_WHAT IS BEING ASKED_
Please return, with no alterations, the lines below from the very first through the one that contains "during API operations.".

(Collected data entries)

────────────────────

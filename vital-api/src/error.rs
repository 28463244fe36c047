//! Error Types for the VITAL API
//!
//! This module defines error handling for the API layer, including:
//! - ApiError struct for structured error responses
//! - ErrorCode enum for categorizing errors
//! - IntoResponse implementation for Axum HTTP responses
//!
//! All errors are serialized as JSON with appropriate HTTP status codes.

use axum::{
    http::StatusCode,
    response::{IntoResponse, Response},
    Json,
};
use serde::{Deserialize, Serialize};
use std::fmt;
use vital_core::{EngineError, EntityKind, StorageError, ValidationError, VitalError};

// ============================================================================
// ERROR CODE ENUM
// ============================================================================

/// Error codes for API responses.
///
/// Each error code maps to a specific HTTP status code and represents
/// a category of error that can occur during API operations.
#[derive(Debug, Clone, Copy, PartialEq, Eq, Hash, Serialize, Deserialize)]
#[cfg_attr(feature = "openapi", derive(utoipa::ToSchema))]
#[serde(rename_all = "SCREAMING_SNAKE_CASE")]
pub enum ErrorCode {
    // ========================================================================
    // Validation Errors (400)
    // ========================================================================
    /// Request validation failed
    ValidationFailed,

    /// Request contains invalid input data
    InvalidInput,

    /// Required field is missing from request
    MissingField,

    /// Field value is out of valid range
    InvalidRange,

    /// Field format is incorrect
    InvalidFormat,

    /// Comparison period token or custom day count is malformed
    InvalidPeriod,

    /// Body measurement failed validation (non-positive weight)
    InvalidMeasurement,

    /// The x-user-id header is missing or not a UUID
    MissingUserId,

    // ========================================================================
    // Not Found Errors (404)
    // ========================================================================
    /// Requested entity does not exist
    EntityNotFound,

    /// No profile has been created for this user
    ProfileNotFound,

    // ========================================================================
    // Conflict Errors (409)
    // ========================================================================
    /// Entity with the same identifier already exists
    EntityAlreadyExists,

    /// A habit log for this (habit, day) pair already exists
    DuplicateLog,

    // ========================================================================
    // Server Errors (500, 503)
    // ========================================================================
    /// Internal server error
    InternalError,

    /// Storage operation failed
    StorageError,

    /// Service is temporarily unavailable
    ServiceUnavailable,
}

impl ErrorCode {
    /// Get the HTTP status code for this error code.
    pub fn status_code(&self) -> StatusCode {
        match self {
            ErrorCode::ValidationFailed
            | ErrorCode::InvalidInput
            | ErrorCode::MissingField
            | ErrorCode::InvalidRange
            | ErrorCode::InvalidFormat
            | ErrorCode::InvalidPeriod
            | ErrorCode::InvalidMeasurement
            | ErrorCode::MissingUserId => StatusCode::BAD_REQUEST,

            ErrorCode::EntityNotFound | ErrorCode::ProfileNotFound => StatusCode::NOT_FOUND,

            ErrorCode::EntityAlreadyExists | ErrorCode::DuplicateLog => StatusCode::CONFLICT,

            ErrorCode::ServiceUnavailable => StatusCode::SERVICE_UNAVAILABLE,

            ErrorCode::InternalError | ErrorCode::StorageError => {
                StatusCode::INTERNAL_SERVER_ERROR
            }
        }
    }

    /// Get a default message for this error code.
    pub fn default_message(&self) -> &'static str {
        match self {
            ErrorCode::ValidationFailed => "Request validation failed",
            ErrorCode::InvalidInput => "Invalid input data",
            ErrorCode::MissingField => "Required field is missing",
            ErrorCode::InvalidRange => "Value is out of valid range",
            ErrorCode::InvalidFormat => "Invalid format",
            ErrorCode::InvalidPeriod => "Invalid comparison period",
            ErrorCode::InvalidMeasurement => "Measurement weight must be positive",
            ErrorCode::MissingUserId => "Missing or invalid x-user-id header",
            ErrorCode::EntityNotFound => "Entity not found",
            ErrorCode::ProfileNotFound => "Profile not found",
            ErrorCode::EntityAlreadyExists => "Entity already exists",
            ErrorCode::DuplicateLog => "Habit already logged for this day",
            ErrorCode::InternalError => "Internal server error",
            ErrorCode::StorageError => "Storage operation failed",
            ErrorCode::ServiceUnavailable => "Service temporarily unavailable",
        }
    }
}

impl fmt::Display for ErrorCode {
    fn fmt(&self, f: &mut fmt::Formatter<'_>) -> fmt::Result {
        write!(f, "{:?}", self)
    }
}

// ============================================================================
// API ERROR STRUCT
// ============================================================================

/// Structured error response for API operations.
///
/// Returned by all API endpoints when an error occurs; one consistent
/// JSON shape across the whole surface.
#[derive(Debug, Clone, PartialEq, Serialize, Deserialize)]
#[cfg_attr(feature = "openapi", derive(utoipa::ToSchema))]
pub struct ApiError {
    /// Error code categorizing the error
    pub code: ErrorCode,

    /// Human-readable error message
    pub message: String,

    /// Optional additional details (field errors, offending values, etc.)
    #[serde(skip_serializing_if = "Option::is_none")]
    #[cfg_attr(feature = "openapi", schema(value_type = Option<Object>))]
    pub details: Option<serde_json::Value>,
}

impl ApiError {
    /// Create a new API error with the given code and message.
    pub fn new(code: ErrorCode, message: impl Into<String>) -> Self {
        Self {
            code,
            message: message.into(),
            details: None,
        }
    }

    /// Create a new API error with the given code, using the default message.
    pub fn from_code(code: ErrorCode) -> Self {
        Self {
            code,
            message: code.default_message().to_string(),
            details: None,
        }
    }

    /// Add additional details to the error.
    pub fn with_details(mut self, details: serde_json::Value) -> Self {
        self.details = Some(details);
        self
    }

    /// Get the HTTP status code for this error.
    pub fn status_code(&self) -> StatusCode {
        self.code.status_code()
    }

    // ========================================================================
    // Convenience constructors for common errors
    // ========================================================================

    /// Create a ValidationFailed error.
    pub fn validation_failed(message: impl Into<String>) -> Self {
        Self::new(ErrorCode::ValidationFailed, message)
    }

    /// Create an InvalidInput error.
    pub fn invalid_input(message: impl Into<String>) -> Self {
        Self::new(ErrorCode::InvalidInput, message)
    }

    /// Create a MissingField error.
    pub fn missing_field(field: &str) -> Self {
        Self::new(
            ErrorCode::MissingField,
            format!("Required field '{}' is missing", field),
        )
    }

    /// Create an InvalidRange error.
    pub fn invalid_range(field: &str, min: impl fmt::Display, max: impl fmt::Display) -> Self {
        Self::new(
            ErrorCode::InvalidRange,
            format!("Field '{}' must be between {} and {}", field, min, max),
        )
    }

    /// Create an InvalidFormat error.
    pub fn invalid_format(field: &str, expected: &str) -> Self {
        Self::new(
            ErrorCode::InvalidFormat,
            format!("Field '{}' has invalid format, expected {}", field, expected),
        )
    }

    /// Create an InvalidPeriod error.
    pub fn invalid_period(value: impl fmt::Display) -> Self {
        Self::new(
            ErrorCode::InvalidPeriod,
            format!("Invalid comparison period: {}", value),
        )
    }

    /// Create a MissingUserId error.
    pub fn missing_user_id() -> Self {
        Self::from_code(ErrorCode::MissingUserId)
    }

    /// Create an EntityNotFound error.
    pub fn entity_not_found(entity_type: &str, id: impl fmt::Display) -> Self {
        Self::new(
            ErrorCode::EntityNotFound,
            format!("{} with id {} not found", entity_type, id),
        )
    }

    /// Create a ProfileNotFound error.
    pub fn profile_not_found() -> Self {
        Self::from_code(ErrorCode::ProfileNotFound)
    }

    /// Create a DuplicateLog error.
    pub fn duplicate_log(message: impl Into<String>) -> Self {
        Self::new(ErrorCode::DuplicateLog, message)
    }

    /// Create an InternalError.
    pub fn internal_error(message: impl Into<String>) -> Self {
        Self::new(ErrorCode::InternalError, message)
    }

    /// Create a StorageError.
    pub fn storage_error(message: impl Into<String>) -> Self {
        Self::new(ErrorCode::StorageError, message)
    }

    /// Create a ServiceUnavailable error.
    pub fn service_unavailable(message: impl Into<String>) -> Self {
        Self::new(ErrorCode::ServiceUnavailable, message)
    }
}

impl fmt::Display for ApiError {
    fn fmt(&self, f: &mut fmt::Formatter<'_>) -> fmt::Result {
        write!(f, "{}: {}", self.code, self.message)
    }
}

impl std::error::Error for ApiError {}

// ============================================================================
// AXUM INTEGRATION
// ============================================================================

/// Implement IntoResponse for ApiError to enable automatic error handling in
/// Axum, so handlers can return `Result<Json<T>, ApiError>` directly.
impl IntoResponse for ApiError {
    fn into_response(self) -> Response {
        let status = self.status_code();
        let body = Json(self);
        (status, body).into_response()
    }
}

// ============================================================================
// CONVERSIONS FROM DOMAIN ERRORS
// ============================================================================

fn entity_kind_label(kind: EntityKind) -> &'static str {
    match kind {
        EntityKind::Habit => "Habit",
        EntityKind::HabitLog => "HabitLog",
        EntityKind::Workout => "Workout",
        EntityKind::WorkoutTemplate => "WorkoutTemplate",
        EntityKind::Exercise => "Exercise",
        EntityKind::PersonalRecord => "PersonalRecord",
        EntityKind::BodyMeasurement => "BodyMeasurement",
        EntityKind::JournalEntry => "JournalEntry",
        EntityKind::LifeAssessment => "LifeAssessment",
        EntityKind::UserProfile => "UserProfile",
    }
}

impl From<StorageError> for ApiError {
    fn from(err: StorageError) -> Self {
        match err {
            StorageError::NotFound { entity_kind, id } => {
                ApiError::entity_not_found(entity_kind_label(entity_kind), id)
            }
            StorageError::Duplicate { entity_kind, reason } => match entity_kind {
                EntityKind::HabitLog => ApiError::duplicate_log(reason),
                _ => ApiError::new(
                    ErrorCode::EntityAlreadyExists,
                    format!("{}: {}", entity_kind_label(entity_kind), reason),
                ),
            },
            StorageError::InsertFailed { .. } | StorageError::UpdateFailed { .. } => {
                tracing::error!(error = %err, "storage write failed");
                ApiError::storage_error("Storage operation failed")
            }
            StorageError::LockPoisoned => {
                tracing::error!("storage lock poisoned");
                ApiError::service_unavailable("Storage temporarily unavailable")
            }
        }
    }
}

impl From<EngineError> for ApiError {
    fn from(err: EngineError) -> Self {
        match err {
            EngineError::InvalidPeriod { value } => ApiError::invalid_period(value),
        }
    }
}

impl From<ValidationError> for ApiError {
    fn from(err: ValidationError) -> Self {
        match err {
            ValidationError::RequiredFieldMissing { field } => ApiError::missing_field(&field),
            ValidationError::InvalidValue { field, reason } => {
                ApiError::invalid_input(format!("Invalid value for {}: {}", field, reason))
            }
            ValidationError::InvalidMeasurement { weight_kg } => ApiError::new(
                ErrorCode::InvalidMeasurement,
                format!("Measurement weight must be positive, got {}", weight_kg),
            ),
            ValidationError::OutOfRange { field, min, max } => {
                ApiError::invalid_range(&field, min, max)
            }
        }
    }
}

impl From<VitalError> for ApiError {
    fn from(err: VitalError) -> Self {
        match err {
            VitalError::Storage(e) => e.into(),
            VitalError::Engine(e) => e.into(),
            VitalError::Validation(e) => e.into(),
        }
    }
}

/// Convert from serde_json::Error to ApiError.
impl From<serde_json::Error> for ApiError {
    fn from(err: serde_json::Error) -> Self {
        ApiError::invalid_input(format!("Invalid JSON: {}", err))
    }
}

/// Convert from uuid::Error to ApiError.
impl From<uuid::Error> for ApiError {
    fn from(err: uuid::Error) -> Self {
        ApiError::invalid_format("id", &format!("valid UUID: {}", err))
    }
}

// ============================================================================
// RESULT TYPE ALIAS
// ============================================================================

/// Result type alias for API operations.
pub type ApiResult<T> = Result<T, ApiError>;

────────────────────

_YOUR SOLUTION_
filename vital-api/src/error.rs
repository 28463244fe36c047
//! Error Types for the VITAL API
//!
//! This module defines error handling for the API layer, including:
//! - ApiError struct for structured error responses
//! - ErrorCode enum for categorizing errors
//! - IntoResponse implementation for Axum HTTP responses
//!
//! All errors are serialized as JSON with appropriate HTTP status codes.

use axum::{
    http::StatusCode,
    response::{IntoResponse, Response},
    Json,
};
use serde::{Deserialize, Serialize};
use std::fmt;
use vital_core::{EngineError, EntityKind, StorageError, ValidationError, VitalError};

// ============================================================================
// ERROR CODE ENUM
// ============================================================================

/// Error codes for API responses.
///
/// Each error code maps to a specific HTTP status code and represents
/// a category of error that can occur during API operations.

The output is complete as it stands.